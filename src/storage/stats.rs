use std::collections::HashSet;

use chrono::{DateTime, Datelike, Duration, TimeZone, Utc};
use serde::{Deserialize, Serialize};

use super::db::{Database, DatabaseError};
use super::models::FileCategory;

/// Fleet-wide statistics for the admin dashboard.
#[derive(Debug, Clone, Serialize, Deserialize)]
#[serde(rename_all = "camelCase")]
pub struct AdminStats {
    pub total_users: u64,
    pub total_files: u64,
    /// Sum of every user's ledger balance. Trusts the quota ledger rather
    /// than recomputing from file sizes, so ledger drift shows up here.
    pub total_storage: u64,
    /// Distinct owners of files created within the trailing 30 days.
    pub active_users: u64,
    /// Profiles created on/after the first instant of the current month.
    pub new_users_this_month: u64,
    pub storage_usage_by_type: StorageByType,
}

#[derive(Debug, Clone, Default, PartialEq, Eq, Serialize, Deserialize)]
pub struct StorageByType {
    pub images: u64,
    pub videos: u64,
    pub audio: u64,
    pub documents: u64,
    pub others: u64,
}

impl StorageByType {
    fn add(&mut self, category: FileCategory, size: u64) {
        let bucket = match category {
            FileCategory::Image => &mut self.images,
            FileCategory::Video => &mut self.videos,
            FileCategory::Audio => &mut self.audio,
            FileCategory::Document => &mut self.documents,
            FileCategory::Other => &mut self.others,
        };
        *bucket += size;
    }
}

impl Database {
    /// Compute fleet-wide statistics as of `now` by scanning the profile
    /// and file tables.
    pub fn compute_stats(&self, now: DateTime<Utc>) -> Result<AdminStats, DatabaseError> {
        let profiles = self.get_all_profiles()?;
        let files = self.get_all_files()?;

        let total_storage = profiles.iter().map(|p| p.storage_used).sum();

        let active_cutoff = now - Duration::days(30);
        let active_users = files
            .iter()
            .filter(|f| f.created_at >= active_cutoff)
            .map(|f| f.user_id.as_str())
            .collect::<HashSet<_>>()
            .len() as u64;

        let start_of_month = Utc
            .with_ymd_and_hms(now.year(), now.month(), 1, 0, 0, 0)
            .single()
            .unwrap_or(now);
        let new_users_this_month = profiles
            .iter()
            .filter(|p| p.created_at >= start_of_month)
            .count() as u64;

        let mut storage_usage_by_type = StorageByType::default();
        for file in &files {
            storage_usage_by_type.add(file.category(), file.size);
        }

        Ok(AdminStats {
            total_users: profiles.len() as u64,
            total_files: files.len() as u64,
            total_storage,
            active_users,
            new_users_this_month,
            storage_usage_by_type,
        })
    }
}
==
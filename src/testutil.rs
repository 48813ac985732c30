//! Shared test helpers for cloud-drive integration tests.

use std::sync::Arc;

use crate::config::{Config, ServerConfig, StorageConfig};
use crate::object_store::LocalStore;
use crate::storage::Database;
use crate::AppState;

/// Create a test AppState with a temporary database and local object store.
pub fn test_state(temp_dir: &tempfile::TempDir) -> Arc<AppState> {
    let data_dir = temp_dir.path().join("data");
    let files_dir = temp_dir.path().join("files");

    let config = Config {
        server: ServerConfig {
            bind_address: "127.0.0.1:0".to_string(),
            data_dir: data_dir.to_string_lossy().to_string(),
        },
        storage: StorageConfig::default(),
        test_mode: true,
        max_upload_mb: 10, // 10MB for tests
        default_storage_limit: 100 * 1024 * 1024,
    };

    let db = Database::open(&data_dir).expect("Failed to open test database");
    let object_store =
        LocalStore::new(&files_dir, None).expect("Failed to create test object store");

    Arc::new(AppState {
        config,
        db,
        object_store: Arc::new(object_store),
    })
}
---
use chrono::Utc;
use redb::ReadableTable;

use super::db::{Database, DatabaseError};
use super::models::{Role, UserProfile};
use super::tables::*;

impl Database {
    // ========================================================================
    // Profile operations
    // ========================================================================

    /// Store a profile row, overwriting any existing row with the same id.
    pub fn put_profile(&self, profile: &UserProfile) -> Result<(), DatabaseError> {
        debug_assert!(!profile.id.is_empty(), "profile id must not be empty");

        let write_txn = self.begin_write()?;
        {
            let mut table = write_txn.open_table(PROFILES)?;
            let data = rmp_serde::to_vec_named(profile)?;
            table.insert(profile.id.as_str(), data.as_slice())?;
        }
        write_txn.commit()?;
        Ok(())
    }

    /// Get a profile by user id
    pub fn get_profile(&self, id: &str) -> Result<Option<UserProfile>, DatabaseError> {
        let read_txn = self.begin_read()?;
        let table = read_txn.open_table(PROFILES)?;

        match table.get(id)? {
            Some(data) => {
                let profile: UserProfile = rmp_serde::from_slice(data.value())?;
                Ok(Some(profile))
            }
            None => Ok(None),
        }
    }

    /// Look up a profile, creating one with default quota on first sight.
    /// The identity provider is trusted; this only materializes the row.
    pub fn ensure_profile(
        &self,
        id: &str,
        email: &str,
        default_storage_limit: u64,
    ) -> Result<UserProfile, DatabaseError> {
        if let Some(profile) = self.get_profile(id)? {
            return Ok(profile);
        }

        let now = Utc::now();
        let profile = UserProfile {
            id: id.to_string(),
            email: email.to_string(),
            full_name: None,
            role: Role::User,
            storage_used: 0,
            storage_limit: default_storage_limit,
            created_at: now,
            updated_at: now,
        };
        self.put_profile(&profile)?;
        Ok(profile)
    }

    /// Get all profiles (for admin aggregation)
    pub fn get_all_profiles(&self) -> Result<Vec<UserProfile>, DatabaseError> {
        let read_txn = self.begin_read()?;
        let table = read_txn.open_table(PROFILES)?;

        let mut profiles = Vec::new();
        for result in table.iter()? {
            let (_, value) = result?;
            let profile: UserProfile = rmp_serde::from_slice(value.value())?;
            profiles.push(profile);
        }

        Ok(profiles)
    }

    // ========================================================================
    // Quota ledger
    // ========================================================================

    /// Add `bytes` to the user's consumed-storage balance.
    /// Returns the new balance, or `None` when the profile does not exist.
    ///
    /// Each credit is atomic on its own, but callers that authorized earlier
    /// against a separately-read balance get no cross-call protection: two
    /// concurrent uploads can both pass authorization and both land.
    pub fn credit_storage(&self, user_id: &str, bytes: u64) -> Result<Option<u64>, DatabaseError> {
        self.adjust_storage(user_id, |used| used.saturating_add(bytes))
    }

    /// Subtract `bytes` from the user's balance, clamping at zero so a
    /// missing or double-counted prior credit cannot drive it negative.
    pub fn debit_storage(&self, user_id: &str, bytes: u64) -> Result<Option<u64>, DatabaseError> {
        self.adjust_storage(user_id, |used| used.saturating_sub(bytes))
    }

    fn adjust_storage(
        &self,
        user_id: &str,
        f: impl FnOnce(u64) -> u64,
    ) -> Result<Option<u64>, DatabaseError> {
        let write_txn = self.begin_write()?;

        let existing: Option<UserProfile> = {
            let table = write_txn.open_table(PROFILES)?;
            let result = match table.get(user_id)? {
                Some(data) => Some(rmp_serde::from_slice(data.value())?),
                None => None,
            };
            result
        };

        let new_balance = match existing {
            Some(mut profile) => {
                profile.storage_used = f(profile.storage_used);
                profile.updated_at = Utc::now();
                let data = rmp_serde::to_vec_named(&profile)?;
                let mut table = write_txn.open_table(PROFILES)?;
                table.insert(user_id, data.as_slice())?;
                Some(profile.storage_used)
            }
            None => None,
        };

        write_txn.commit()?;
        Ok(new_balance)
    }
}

> [WHAT YOU NEED TO DO] Consider the entries above and return each line with the string "Option".

> [OUTPUT OF THE TASK]
    pub fn get_profile(&self, id: &str) -> Result<Option<UserProfile>, DatabaseError> {
    pub fn credit_storage(&self, user_id: &str, bytes: u64) -> Result<Option<u64>, DatabaseError> {
    pub fn debit_storage(&self, user_id: &str, bytes: u64) -> Result<Option<u64>, DatabaseError> {
    ) -> Result<Option<u64>, DatabaseError> {
        let existing: Option<UserProfile> = {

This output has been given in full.